In particular, exosomes are an up-and-coming solution since they are not toxic and have low antigenicity because they are part of the natural intercellular communication pathways [97]. Exosomes are part of the vesicles generated within the endosomal system and then secreted to the extracellular milieu with essential roles in cell-to-cell communication. Exosomes may efficiently protect the miRNA molecules from degradation by nucleases. Because of this, their use for the delivery of treatments based on nucleic acids is rapidly increasing [98]. In addition, exosomes have advantages over other delivery strategies, such as those based on adenoviruses that may be neutralised by antibodies [97].

Similar to other RNA-delivery systems, exosomes must be modified to target infected cells [31,75]. Cancer research has provided different molecular strategies to increase the specificity of exosomal RNA delivery [99]. The main interactions between exosomes and target cells are mainly based on tetraspanins, integrins, lipids, lectins, heparan sulphate proteoglycans, and extracellular matrix elements [98].

Interestingly, the isolation of exosomes naturally produced by specific cells increased their fusion with the same parental cells. Thus, isolating exosomes derived from tumour cells and loaded with anti-cancer drugs resulted in well-targeted drug delivery [99]. Moreover, changes in the transmembrane proteins present on the surface of exosomes result in a better adhesion to targeting cells [100]. In addition, the rationale design of exosomes with different membrane modifications also showed promising results in vitro and in vivo in cancer therapies [101]. The use of carbonate apatite or glycan polymers has improved the target cell selectivity by increasing the delivery from endosomes to the cytosol of target cells.
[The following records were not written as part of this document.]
#[cfg(test)]
mod tests {
    use super::*;
    use crate::core::options::RuntimeOptions;
    use crate::core::types::AttributeStore;
    use crate::search::CandidateFilter;
    use crate::util::simd::DistanceKernel;

    fn ctx(options: RuntimeOptions) -> BuildContext {
        BuildContext {
            dimension: 2,
            metric: DistanceType::Euclidean,
            scorer: DistanceType::Euclidean.scorer(DistanceKernel::Scalar).unwrap(),
            options,
        }
    }

    /// Two well separated blobs around (0, 0) and (100, 100).
    fn blobs() -> (Vec<VectorId>, Vec<f32>) {
        let mut ids = Vec::new();
        let mut vectors = Vec::new();
        for i in 0..20u64 {
            let offset = if i % 2 == 0 { 0.0 } else { 100.0 };
            ids.push(i);
            vectors.push(offset + (i as f32) * 0.1);
            vectors.push(offset - (i as f32) * 0.1);
        }
        (ids, vectors)
    }

    fn build(options: RuntimeOptions) -> IvfReader {
        let (ids, vectors) = blobs();
        let mut writer = IvfWriter::new(ctx(options)).unwrap();
        assert!(writer.insert(&ids, &vectors).is_err());
        writer.train(&vectors).unwrap();
        writer.insert(&ids, &vectors).unwrap();
        assert_eq!(writer.len(), 20);
        let payload = writer.finish().unwrap();
        IvfReader::open(2, DistanceType::Euclidean, &payload).unwrap()
    }

    fn search(reader: &IvfReader, query: &[f32], options: &RuntimeOptions) -> BackendOutput {
        let attributes = AttributeStore::default();
        let ctx = SearchContext {
            query,
            limit: 3,
            scorer: DistanceType::Euclidean.scorer(DistanceKernel::Scalar).unwrap(),
            filter: CandidateFilter::new(&attributes),
            options,
            parallel: false,
        };
        reader.search(&ctx, &mut SearchSession::new()).unwrap()
    }

    #[test]
    fn test_ivf_single_probe_stays_in_cluster() {
        let options: RuntimeOptions = [("ivf.nlist", "2"), ("ivf.nprobe", "1")].into_iter().collect();
        let reader = build(options);
        assert_eq!(reader.nlist(), 2);
        assert_eq!(reader.len(), 20);

        let output = search(&reader, &[100.0, 100.0], &RuntimeOptions::new());
        assert_eq!(output.candidates[0].id, 1);
        assert!(output.candidates.iter().all(|c| c.id % 2 == 1));
        assert_eq!(output.scanned, 10);
        assert_eq!(output.stats["ivf.probed_lists"], 1);
    }

    #[test]
    fn test_ivf_nprobe_override_scans_everything() {
        let options: RuntimeOptions = [("ivf.nlist", "2"), ("ivf.nprobe", "1")].into_iter().collect();
        let reader = build(options);

        let call: RuntimeOptions = [("ivf.nprobe", "8")].into_iter().collect();
        let output = search(&reader, &[0.0, 0.0], &call);
        assert_eq!(output.scanned, 20);
        assert_eq!(output.candidates[0].id, 0);
        assert_eq!(output.stats["ivf.probed_lists"], 2);
    }

    #[test]
    fn test_ivf_sq8_encoding() {
        let options: RuntimeOptions = [("ivf.nlist", "2"), ("ivf.encoding", "sq8")]
            .into_iter()
            .collect();
        let reader = build(options);
        let output = search(&reader, &[100.0, 100.0], &RuntimeOptions::new());
        assert_eq!(output.candidates[0].id, 1);
    }

    #[test]
    fn test_ivf_training_is_reproducible() {
        let (_, vectors) = blobs();
        let options: RuntimeOptions = [("ivf.nlist", "4")].into_iter().collect();

        let mut a = IvfWriter::new(ctx(options.clone())).unwrap();
        let mut b = IvfWriter::new(ctx(options)).unwrap();
        a.train(&vectors).unwrap();
        b.train(&vectors).unwrap();
        assert_eq!(a.finish().unwrap(), b.finish().unwrap());
    }

    #[test]
    fn test_ivf_rejects_bad_options() {
        let options: RuntimeOptions = [("ivf.nlist", "0")].into_iter().collect();
        assert!(IvfWriter::new(ctx(options)).is_err());
        let options: RuntimeOptions = [("ivf.encoding", "pq")].into_iter().collect();
        assert!(IvfWriter::new(ctx(options)).is_err());
    }
}
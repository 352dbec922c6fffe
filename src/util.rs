//! Shared utility modules used across Sagitta components.

pub mod simd;
pub mod vectors;
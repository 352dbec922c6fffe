//! Backend registry.
//!
//! Adding a backend means adding a [`BackendKind`] variant; every `match`
//! below is exhaustive, so the compiler points at each table that needs a
//! new entry.

use std::fmt;

use serde::{Deserialize, Serialize};

use crate::backend::diskann::{DiskAnnReader, DiskAnnWriter};
use crate::backend::flat::{FlatReader, FlatWriter};
use crate::backend::ivf::{IvfReader, IvfWriter};
use crate::backend::traits::{BuildContext, IndexReader, IndexWriter};
use crate::core::distance::DistanceType;
use crate::core::types::Dimension;
use crate::error::Result;

/// The closed set of index backends.
#[derive(Debug, Clone, Copy, PartialEq, Eq, Hash, Serialize, Deserialize)]
pub enum BackendKind {
    Bruteforce,
    Ivf,
    DiskAnn,
    Demo,
}

/// Static facts about a backend, available without instantiating it.
#[derive(Debug, Clone, Copy, PartialEq, Eq)]
pub struct BackendCapabilities {
    /// `pretrain` must run before rows can be inserted.
    pub requires_training: bool,
    /// Results equal an exhaustive scan over the stored representation.
    pub exact: bool,
    /// Encodings the backend can store rows in.
    pub encodings: &'static [&'static str],
    /// Query-time option keys the backend reads.
    pub search_options: &'static [&'static str],
}

impl BackendKind {
    pub const ALL: [BackendKind; 4] = [
        BackendKind::Bruteforce,
        BackendKind::Ivf,
        BackendKind::DiskAnn,
        BackendKind::Demo,
    ];

    pub fn name(&self) -> &'static str {
        match self {
            BackendKind::Bruteforce => "bruteforce",
            BackendKind::Ivf => "ivf",
            BackendKind::DiskAnn => "diskann",
            BackendKind::Demo => "demo",
        }
    }

    /// Look up a backend by name. Unknown names yield `None`.
    pub fn from_name(name: &str) -> Option<Self> {
        let name = name.trim();
        Self::ALL
            .into_iter()
            .find(|kind| kind.name().eq_ignore_ascii_case(name))
    }

    pub fn capabilities(&self) -> BackendCapabilities {
        match self {
            BackendKind::Bruteforce => BackendCapabilities {
                requires_training: false,
                exact: true,
                encodings: &["float32"],
                search_options: &["search.parallelism"],
            },
            BackendKind::Ivf => BackendCapabilities {
                requires_training: true,
                exact: false,
                encodings: &["float32", "sq8"],
                search_options: &["ivf.nprobe", "search.parallelism"],
            },
            BackendKind::DiskAnn => BackendCapabilities {
                requires_training: false,
                exact: false,
                encodings: &["float32"],
                search_options: &["diskann.search_list_size"],
            },
            BackendKind::Demo => BackendCapabilities {
                requires_training: true,
                exact: false,
                encodings: &["sq8"],
                search_options: &["search.parallelism"],
            },
        }
    }

    pub fn requires_training(&self) -> bool {
        self.capabilities().requires_training
    }

    /// Instantiate the build-side implementation.
    pub fn create_writer(&self, ctx: BuildContext) -> Result<Box<dyn IndexWriter>> {
        Ok(match self {
            BackendKind::Bruteforce => Box::new(FlatWriter::bruteforce(ctx)),
            BackendKind::Demo => Box::new(FlatWriter::demo(ctx)),
            BackendKind::Ivf => Box::new(IvfWriter::new(ctx)?),
            BackendKind::DiskAnn => Box::new(DiskAnnWriter::new(ctx)?),
        })
    }

    /// Decode a payload produced by this backend's writer.
    pub fn open_reader(
        &self,
        dimension: Dimension,
        metric: DistanceType,
        payload: &[u8],
    ) -> Result<Box<dyn IndexReader>> {
        Ok(match self {
            BackendKind::Bruteforce | BackendKind::Demo => {
                Box::new(FlatReader::open(*self, dimension, payload)?)
            }
            BackendKind::Ivf => Box::new(IvfReader::open(dimension, metric, payload)?),
            BackendKind::DiskAnn => Box::new(DiskAnnReader::open(dimension, payload)?),
        })
    }
}

impl fmt::Display for BackendKind {
    fn fmt(&self, f: &mut fmt::Formatter<'_>) -> fmt::Result {
        f.write_str(self.name())
    }
}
Thus, the use of carbonate apatite increased the delivery into the liver, and poly-L-lysine-lactose increased the uptake for hepatocytes [102].

Similar approaches could be used to target bacterial-infected cells. However, the development of exosomes as an efficient RNA-delivery system to treat bacterial infections is still in its early stages [103]. During bacterial infection, both the pathogen and eukaryotic cells can produce exosomes that stimulate the immune system or facilitate bacterial infection [104,105]. In addition, exosomes derived from cells primed with bacterial lipopolysaccharide (LPS) could target specific macrophage populations more efficiently and elicit their activation [106]. This strategy may increase the specificity of exosomal-delivery of small RNAs and lower the minimal inhibitory concentration of exosomes required to block host cell infection caused by intracellular pathogens [107,108,109]. Nonetheless, more research is needed to develop an efficient, scalable, easy to produce, stable and specific small RNA delivery system that could be used in the context of bacterial infection.

4. Conclusions

Bacterial and viral infections cause millions of deaths, worldwide, each year. Moreover, the increasing incidence of antimicrobial multidrug-resistant bacteria urgently requires the development of alternative therapeutic strategies to classical antibiotherapy. Here, we reviewed the importance of miRNAs during bacterial infections and new potential strategies to control diseases caused by these pathogens based on these small RNA molecules. Altogether, the data reviewed here highlight the complexity of the interactions between host miRNAs and bacterial pathogens and give a realistic perspective on the scientific community’s insufficient knowledge about miRNAs as host-directed therapies. However, this information also highlights the importance of some miRNAs in host cell immune and antibacterial responses, which could be targeted for developing new antimicrobial therapies. Despite being a very new technology that has hardly been used in the clinic, miRNAs and artificial anti-miRNAs may have a promising future in human medicine.